Episodios menores, se dirá. Anecdotario baladí acaso. Concedamos la duda a los más candorosos. Pero es todo un símbolo que una mujer, que dice querer velar por la dignidad de todas las de su condición, pondere a una descerebrada tipeja, a la par que se sienta cómoda allí donde la peor ralea se dio cita, amontonando carnes de pelanduscas y rufianes. El orgullo de una varona cristiana sería demoler ese escenario prostibulario —donde tantas ofensas a la mujer y al hombre se consumaron—, no encaramarse al mismo. Símbolo aparte, por supuesto, el que trepado al sitio de tan peculiar orgullo se encontrara el precitado Boudou, tránsfuga vergonzante, cuya taradez hace sombra a su malicia. He aquí la catadura espiritual de la dupla ungida recientemente por la democracia.
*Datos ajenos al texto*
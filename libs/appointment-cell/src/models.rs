use chrono::{DateTime, Utc};
use serde::{Deserialize, Serialize};
use std::fmt;
use uuid::Uuid;

use doctor_cell::models::{DoctorError, DoctorSnapshot};
use patient_cell::models::{PatientError, PatientSnapshot};
use shared_models::auth::{AuthContext, AuthRole};
use shared_models::error::AppError;

/// A booked visit. `user_data` and `doc_data` are deliberate point-in-time
/// copies of the patient and doctor records: the appointment is a historical
/// document and does not follow later profile edits.
#[derive(Debug, Clone, Serialize, Deserialize)]
pub struct Appointment {
    pub id: Uuid,
    pub user_id: Uuid,
    pub doc_id: Uuid,
    /// `YYYY-MM-DD`, matching the doctor's booked-slot keys.
    pub slot_date: String,
    /// 12-hour label, e.g. `"10:00 AM"`.
    pub slot_time: String,
    pub user_data: PatientSnapshot,
    pub doc_data: DoctorSnapshot,
    /// Doctor fee at booking time.
    pub amount: i64,
    pub status: AppointmentStatus,
    pub payment: bool,
    pub created_at: DateTime<Utc>,
    pub updated_at: DateTime<Utc>,
}

impl Appointment {
    /// Whether the given identity may cancel or complete this appointment:
    /// the owning patient, the assigned doctor, or the admin.
    pub fn is_actionable_by(&self, identity: &AuthContext) -> bool {
        match identity.role {
            AuthRole::Admin => true,
            AuthRole::Doctor => identity.subject == self.doc_id.to_string(),
            AuthRole::Patient => identity.subject == self.user_id.to_string(),
        }
    }
}

/// Lifecycle state. A single enumeration (rather than independent flags)
/// so a cancelled-and-completed record cannot exist. Both non-booked states
/// are terminal.
#[derive(Debug, Clone, Copy, PartialEq, Eq, Serialize, Deserialize)]
#[serde(rename_all = "snake_case")]
pub enum AppointmentStatus {
    Booked,
    Cancelled,
    Completed,
}

impl AppointmentStatus {
    pub fn is_terminal(&self) -> bool {
        matches!(self, AppointmentStatus::Cancelled | AppointmentStatus::Completed)
    }
}

impl fmt::Display for AppointmentStatus {
    fn fmt(&self, f: &mut fmt::Formatter<'_>) -> fmt::Result {
        match self {
            AppointmentStatus::Booked => write!(f, "booked"),
            AppointmentStatus::Cancelled => write!(f, "cancelled"),
            AppointmentStatus::Completed => write!(f, "completed"),
        }
    }
}

#[derive(Debug, Clone, Deserialize)]
pub struct BookAppointmentRequest {
    pub doc_id: Uuid,
    pub slot_date: String,
    pub slot_time: String,
}

#[derive(Debug, Clone, Deserialize)]
pub struct AppointmentActionRequest {
    pub appointment_id: Uuid,
}

#[derive(Debug, Clone, Deserialize)]
pub struct AvailableSlotsQuery {
    pub doc_id: Uuid,
}

#[derive(Debug, Clone, Serialize)]
pub struct AdminDashboard {
    pub doctors: usize,
    pub appointments: usize,
    pub patients: usize,
    pub latest_appointments: Vec<Appointment>,
}

#[derive(Debug, Clone, Serialize)]
pub struct DoctorDashboard {
    pub total: usize,
    pub active: usize,
    pub cancelled: usize,
    pub patients: usize,
    pub latest_appointments: Vec<Appointment>,
}

#[derive(Debug, Clone, thiserror::Error)]
pub enum BookingError {
    #[error("Doctor not found")]
    DoctorNotFound,

    #[error("Doctor not available")]
    DoctorUnavailable,

    #[error("Slot already booked")]
    SlotAlreadyBooked,

    #[error("Slot update conflicted, please retry")]
    SlotContention,

    #[error("You already booked this slot")]
    DuplicateBooking,

    #[error("Appointment not found")]
    AppointmentNotFound,

    #[error("Appointment already cancelled")]
    AlreadyCancelled,

    #[error("Appointment already completed")]
    AlreadyCompleted,

    #[error("Not allowed to modify this appointment")]
    Forbidden,

    #[error("User not found")]
    UserNotFound,

    #[error("Database error: {0}")]
    Database(String),
}

impl From<DoctorError> for BookingError {
    fn from(err: DoctorError) -> Self {
        match err {
            DoctorError::NotFound => BookingError::DoctorNotFound,
            DoctorError::NotAvailable => BookingError::DoctorUnavailable,
            DoctorError::SlotTaken => BookingError::SlotAlreadyBooked,
            DoctorError::SlotContention => BookingError::SlotContention,
            other => BookingError::Database(other.to_string()),
        }
    }
}

impl From<PatientError> for BookingError {
    fn from(err: PatientError) -> Self {
        match err {
            PatientError::NotFound => BookingError::UserNotFound,
            other => BookingError::Database(other.to_string()),
        }
    }
}

impl From<BookingError> for AppError {
    fn from(err: BookingError) -> Self {
        match err {
            BookingError::DoctorNotFound => AppError::NotFound("Doctor not found".to_string()),
            BookingError::DoctorUnavailable => {
                AppError::Conflict("Doctor not available".to_string())
            }
            BookingError::SlotAlreadyBooked => {
                AppError::Conflict("Slot already booked".to_string())
            }
            BookingError::SlotContention => {
                AppError::Conflict("Slot update conflicted, please retry".to_string())
            }
            BookingError::DuplicateBooking => {
                AppError::Conflict("You already booked this slot".to_string())
            }
            BookingError::AppointmentNotFound => {
                AppError::NotFound("Appointment not found".to_string())
            }
            BookingError::AlreadyCancelled => {
                AppError::Conflict("Appointment already cancelled".to_string())
            }
            BookingError::AlreadyCompleted => {
                AppError::Conflict("Appointment already completed".to_string())
            }
            BookingError::Forbidden => {
                AppError::Forbidden("Not allowed to modify this appointment".to_string())
            }
            BookingError::UserNotFound => AppError::NotFound("User not found".to_string()),
            BookingError::Database(msg) => AppError::Database(msg),
        }
    }
}

#[cfg(test)]
mod tests {
    use super::*;

    fn sample_appointment(user: Uuid, doctor: Uuid) -> Appointment {
        Appointment {
            id: Uuid::new_v4(),
            user_id: user,
            doc_id: doctor,
            slot_date: "2025-07-10".to_string(),
            slot_time: "10:00 AM".to_string(),
            user_data: PatientSnapshot {
                id: user,
                name: "Jane Doe".to_string(),
                email: "jane@example.com".to_string(),
                phone: None,
                address: None,
                dob: None,
                gender: None,
                image: None,
            },
            doc_data: DoctorSnapshot {
                id: doctor,
                name: "Dr. Smith".to_string(),
                email: "smith@example.com".to_string(),
                speciality: "Dermatology".to_string(),
                degree: "MBBS".to_string(),
                experience: 6,
                fees: 500,
                image: None,
                address: doctor_cell::models::Address::default(),
            },
            amount: 500,
            status: AppointmentStatus::Booked,
            payment: false,
            created_at: Utc::now(),
            updated_at: Utc::now(),
        }
    }

    #[test]
    fn status_serializes_snake_case() {
        let json = serde_json::to_string(&AppointmentStatus::Booked).unwrap();
        assert_eq!(json, "\"booked\"");
        let parsed: AppointmentStatus = serde_json::from_str("\"cancelled\"").unwrap();
        assert_eq!(parsed, AppointmentStatus::Cancelled);
    }

    #[test]
    fn terminal_states() {
        assert!(!AppointmentStatus::Booked.is_terminal());
        assert!(AppointmentStatus::Cancelled.is_terminal());
        assert!(AppointmentStatus::Completed.is_terminal());
    }

    #[test]
    fn actionable_by_owner_doctor_and_admin_only() {
        let user = Uuid::new_v4();
        let doctor = Uuid::new_v4();
        let appointment = sample_appointment(user, doctor);

        assert!(appointment.is_actionable_by(&AuthContext::patient(user.to_string())));
        assert!(appointment.is_actionable_by(&AuthContext::doctor(doctor.to_string())));
        assert!(appointment.is_actionable_by(&AuthContext::admin("admin@medibook.dev")));

        assert!(!appointment.is_actionable_by(&AuthContext::patient(Uuid::new_v4().to_string())));
        assert!(!appointment.is_actionable_by(&AuthContext::doctor(user.to_string())));
    }
}
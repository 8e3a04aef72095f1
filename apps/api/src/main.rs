use std::net::SocketAddr;
use std::sync::Arc;

use dotenv::dotenv;
use tokio::net::TcpListener;
use tower_http::cors::{Any, CorsLayer};
use tower_http::trace::{self, TraceLayer};
use tracing::{info, Level};
use tracing_subscriber::{layer::SubscriberExt, util::SubscriberInitExt};

mod router;

use shared_config::AppConfig;

#[tokio::main]
async fn main() {
    // Loading Env Vars
    dotenv().ok();

    // Initialize tracing
    tracing_subscriber::registry()
        .with(tracing_subscriber::EnvFilter::new(
            std::env::var("RUST_LOG").unwrap_or_else(|_| "info,tower_http=debug".into()),
        ))
        .with(tracing_subscriber::fmt::layer())
        .init();

    info!("Starting Medibook API server");

    // Load configuration
    let config = AppConfig::from_env();
    let port = config.port;

    // Set up CORS
    let cors = CorsLayer::new()
        .allow_origin(Any)
        .allow_methods(Any)
        .allow_headers(Any);

    // Create shared state
    let state = Arc::new(config);

    // Build the application router
    let app = router::create_router(state)
        .layer(
            TraceLayer::new_for_http()
                .make_span_with(trace::DefaultMakeSpan::new().level(Level::INFO))
                .on_response(trace::DefaultOnResponse::new().level(Level::INFO)),
        )
        .layer(cors);

    // Run the server
    let addr = SocketAddr::from(([0, 0, 0, 0], port));
    info!("Listening on {}", addr);

    let listener = TcpListener::bind(addr).await.unwrap();
    axum::serve(listener, app).await.unwrap();
}
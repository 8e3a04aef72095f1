use assert_matches::assert_matches;
use serde_json::{json, Value};
use uuid::Uuid;
use wiremock::matchers::{body_partial_json, method, path};
use wiremock::{Mock, MockServer, ResponseTemplate};

use patient_cell::models::{PatientError, RegisterRequest, UpdateProfileRequest};
use patient_cell::services::patient::PatientService;
use shared_utils::password::hash_password;
use shared_utils::test_utils::TestConfig;

fn patient_json(id: Uuid, email: &str, password_hash: &str) -> Value {
    json!({
        "id": id,
        "name": "Jane Doe",
        "email": email,
        "password_hash": password_hash,
        "phone": null,
        "address": null,
        "dob": null,
        "gender": null,
        "image": null,
        "created_at": "2025-02-01T10:00:00Z",
        "updated_at": "2025-02-01T10:00:00Z"
    })
}

async fn setup() -> (PatientService, MockServer) {
    let server = MockServer::start().await;
    let config = TestConfig::with_store_url(&server.uri()).to_app_config();
    (PatientService::new(&config), server)
}

#[tokio::test]
async fn register_creates_user() {
    let (service, server) = setup().await;
    let id = Uuid::new_v4();

    Mock::given(method("GET"))
        .and(path("/rest/v1/patients"))
        .respond_with(ResponseTemplate::new(200).set_body_json(json!([])))
        .mount(&server)
        .await;

    Mock::given(method("POST"))
        .and(path("/rest/v1/patients"))
        .and(body_partial_json(json!({
            "name": "Jane Doe",
            "email": "jane.doe@example.com"
        })))
        .respond_with(ResponseTemplate::new(201).set_body_json(json!([patient_json(
            id,
            "jane.doe@example.com",
            "$argon2id$v=19$m=19456,t=2,p=1$c2FsdHNhbHQ$aGFzaGhhc2g"
        )])))
        .mount(&server)
        .await;

    let patient = service
        .register(RegisterRequest {
            name: "Jane Doe".to_string(),
            email: "jane.doe@example.com".to_string(),
            password: "longenough".to_string(),
        })
        .await
        .expect("registration should succeed");

    assert_eq!(patient.id, id);
}

#[tokio::test]
async fn register_rejects_existing_email() {
    let (service, server) = setup().await;

    Mock::given(method("GET"))
        .and(path("/rest/v1/patients"))
        .respond_with(ResponseTemplate::new(200).set_body_json(json!([patient_json(
            Uuid::new_v4(),
            "jane.doe@example.com",
            "$argon2id$v=19$m=19456,t=2,p=1$c2FsdHNhbHQ$aGFzaGhhc2g"
        )])))
        .mount(&server)
        .await;

    let err = service
        .register(RegisterRequest {
            name: "Jane Doe".to_string(),
            email: "jane.doe@example.com".to_string(),
            password: "longenough".to_string(),
        })
        .await
        .unwrap_err();

    assert_matches!(err, PatientError::EmailExists);
}

#[tokio::test]
async fn authenticate_round_trip() {
    let (service, server) = setup().await;
    let hash = hash_password("longenough").unwrap();

    Mock::given(method("GET"))
        .and(path("/rest/v1/patients"))
        .respond_with(ResponseTemplate::new(200).set_body_json(json!([patient_json(
            Uuid::new_v4(),
            "jane.doe@example.com",
            &hash
        )])))
        .mount(&server)
        .await;

    assert!(service
        .authenticate("jane.doe@example.com", "longenough")
        .await
        .is_ok());

    let err = service
        .authenticate("jane.doe@example.com", "wrong-password")
        .await
        .unwrap_err();
    assert_matches!(err, PatientError::InvalidCredentials);
}

#[tokio::test]
async fn update_profile_normalizes_dob() {
    let (service, server) = setup().await;
    let id = Uuid::new_v4();
    let hash = hash_password("longenough").unwrap();

    Mock::given(method("GET"))
        .and(path("/rest/v1/patients"))
        .respond_with(ResponseTemplate::new(200).set_body_json(json!([patient_json(
            id,
            "jane.doe@example.com",
            &hash
        )])))
        .mount(&server)
        .await;

    // The legacy DD-MM-YYYY form value must be stored as YYYY-MM-DD.
    Mock::given(method("PATCH"))
        .and(path("/rest/v1/patients"))
        .and(body_partial_json(json!({ "dob": "1990-07-21" })))
        .respond_with(ResponseTemplate::new(200).set_body_json(json!([patient_json(
            id,
            "jane.doe@example.com",
            &hash
        )])))
        .mount(&server)
        .await;

    let result = service
        .update_profile(
            id,
            UpdateProfileRequest {
                name: Some("Jane Doe".to_string()),
                phone: Some("5551234567".to_string()),
                address: None,
                dob: Some("21-07-1990".to_string()),
                gender: Some("female".to_string()),
                image: None,
            },
        )
        .await;

    assert!(result.is_ok());
}
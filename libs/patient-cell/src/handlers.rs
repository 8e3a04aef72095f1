use std::sync::Arc;

use axum::{
    extract::{Extension, Multipart, State},
    Json,
};
use serde_json::{json, Value};
use tracing::debug;
use uuid::Uuid;

use shared_config::AppConfig;
use shared_database::store::StoreClient;
use shared_models::auth::{AuthContext, AuthRole};
use shared_models::error::AppError;
use shared_utils::jwt::issue_token;
use shared_utils::validation::{validate_email, validate_password};

use crate::models::{Address, LoginRequest, RegisterRequest, UpdateProfileRequest};
use crate::services::patient::PatientService;

fn patient_id_from(identity: &AuthContext) -> Result<Uuid, AppError> {
    Uuid::parse_str(&identity.subject)
        .map_err(|_| AppError::Auth("Invalid token payload".to_string()))
}

#[axum::debug_handler]
pub async fn register(
    State(config): State<Arc<AppConfig>>,
    Json(request): Json<RegisterRequest>,
) -> Result<Json<Value>, AppError> {
    if request.name.is_empty() || request.email.is_empty() || request.password.is_empty() {
        return Err(AppError::Validation("Missing Details".to_string()));
    }
    validate_email(&request.email)?;
    validate_password(&request.password)?;

    let service = PatientService::new(&config);
    let patient = service.register(request).await?;

    let token = issue_token(
        Some(patient.id.to_string()),
        None,
        AuthRole::Patient,
        &config.jwt_secret,
    )
    .map_err(AppError::Internal)?;

    Ok(Json(json!({ "success": true, "token": token })))
}

#[axum::debug_handler]
pub async fn login(
    State(config): State<Arc<AppConfig>>,
    Json(request): Json<LoginRequest>,
) -> Result<Json<Value>, AppError> {
    debug!("User login attempt for {}", request.email);

    let service = PatientService::new(&config);
    let patient = service
        .authenticate(&request.email, &request.password)
        .await?;

    let token = issue_token(
        Some(patient.id.to_string()),
        None,
        AuthRole::Patient,
        &config.jwt_secret,
    )
    .map_err(AppError::Internal)?;

    Ok(Json(json!({ "success": true, "token": token })))
}

#[axum::debug_handler]
pub async fn get_profile(
    State(config): State<Arc<AppConfig>>,
    Extension(identity): Extension<AuthContext>,
) -> Result<Json<Value>, AppError> {
    let patient_id = patient_id_from(&identity)?;

    let service = PatientService::new(&config);
    let patient = service.get_patient(patient_id).await?;

    Ok(Json(json!({ "success": true, "userData": patient.profile() })))
}

#[axum::debug_handler]
pub async fn update_profile(
    State(config): State<Arc<AppConfig>>,
    Extension(identity): Extension<AuthContext>,
    multipart: Multipart,
) -> Result<Json<Value>, AppError> {
    let patient_id = patient_id_from(&identity)?;

    let store = StoreClient::new(&config);
    let request = parse_profile_form(multipart, &store).await?;

    if request.name.is_none()
        || request.phone.is_none()
        || request.dob.is_none()
        || request.gender.is_none()
        || request.address.is_none()
    {
        return Err(AppError::Validation("Data Missing".to_string()));
    }

    let service = PatientService::new(&config);
    service.update_profile(patient_id, request).await?;

    Ok(Json(json!({
        "success": true,
        "message": "Profile Updated Successfully"
    })))
}

async fn parse_profile_form(
    mut multipart: Multipart,
    store: &StoreClient,
) -> Result<UpdateProfileRequest, AppError> {
    let mut request = UpdateProfileRequest::default();

    while let Some(field) = multipart
        .next_field()
        .await
        .map_err(|e| AppError::Validation(e.to_string()))?
    {
        let name = field.name().unwrap_or_default().to_string();

        match name.as_str() {
            "name" => request.name = Some(field_text(field).await?),
            "phone" => request.phone = Some(field_text(field).await?),
            "dob" => request.dob = Some(field_text(field).await?),
            "gender" => request.gender = Some(field_text(field).await?),
            "address" => {
                let text = field_text(field).await?;
                let address: Address = serde_json::from_str(&text)
                    .map_err(|_| AppError::Validation("Invalid address format".to_string()))?;
                request.address = Some(address);
            }
            "image" => {
                let content_type = field
                    .content_type()
                    .unwrap_or("image/png")
                    .to_string();
                let bytes = field
                    .bytes()
                    .await
                    .map_err(|e| AppError::Validation(e.to_string()))?;
                let url = store
                    .upload_media("patients", &content_type, bytes.to_vec())
                    .await
                    .map_err(|e| AppError::Upstream(e.to_string()))?;
                request.image = Some(url);
            }
            _ => {}
        }
    }

    Ok(request)
}

async fn field_text(field: axum::extract::multipart::Field<'_>) -> Result<String, AppError> {
    field
        .text()
        .await
        .map_err(|e| AppError::Validation(e.to_string()))
}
Señalamos el hecho porque mucho nos tememos que no se tenga aún plena conciencia de lo que este nuevo período kirchnerista significa. Aquí se ha consolidado una tiranía ruinosa manejada por sujetos moral e ideológicamente degenerados. La degeneración cubre absolutamente todos los ámbitos, pero se torna particularmente grave en el terreno de la educación, de la cultura y de las costumbres. Es la atmósfera social la que envenenan, el ethos general el que subvierten, la historia patria la que falsifican, el presente político-económico el que distorsionan, la enseñanza pública la que contaminan, el señorío colectivo el que degradan, las modas y las preferencias populares las que cubren de mugre. Es el lenguaje oficial el que comunica a la población criterios innobles, gestos viles, rencores y mentiras, venganzas y adulaciones, vanidades insufribles, heroicidades que nunca existieron. No escapan los niños al premeditado influjo de la roña tiránica: un canal de televisión estatal se ocupa de ello. Ni escapan los restantes estamentos del castigado cuerpo social. Se ha cumplido la temible sentencia de Niezstche: hasta el espíritu huele a podrido.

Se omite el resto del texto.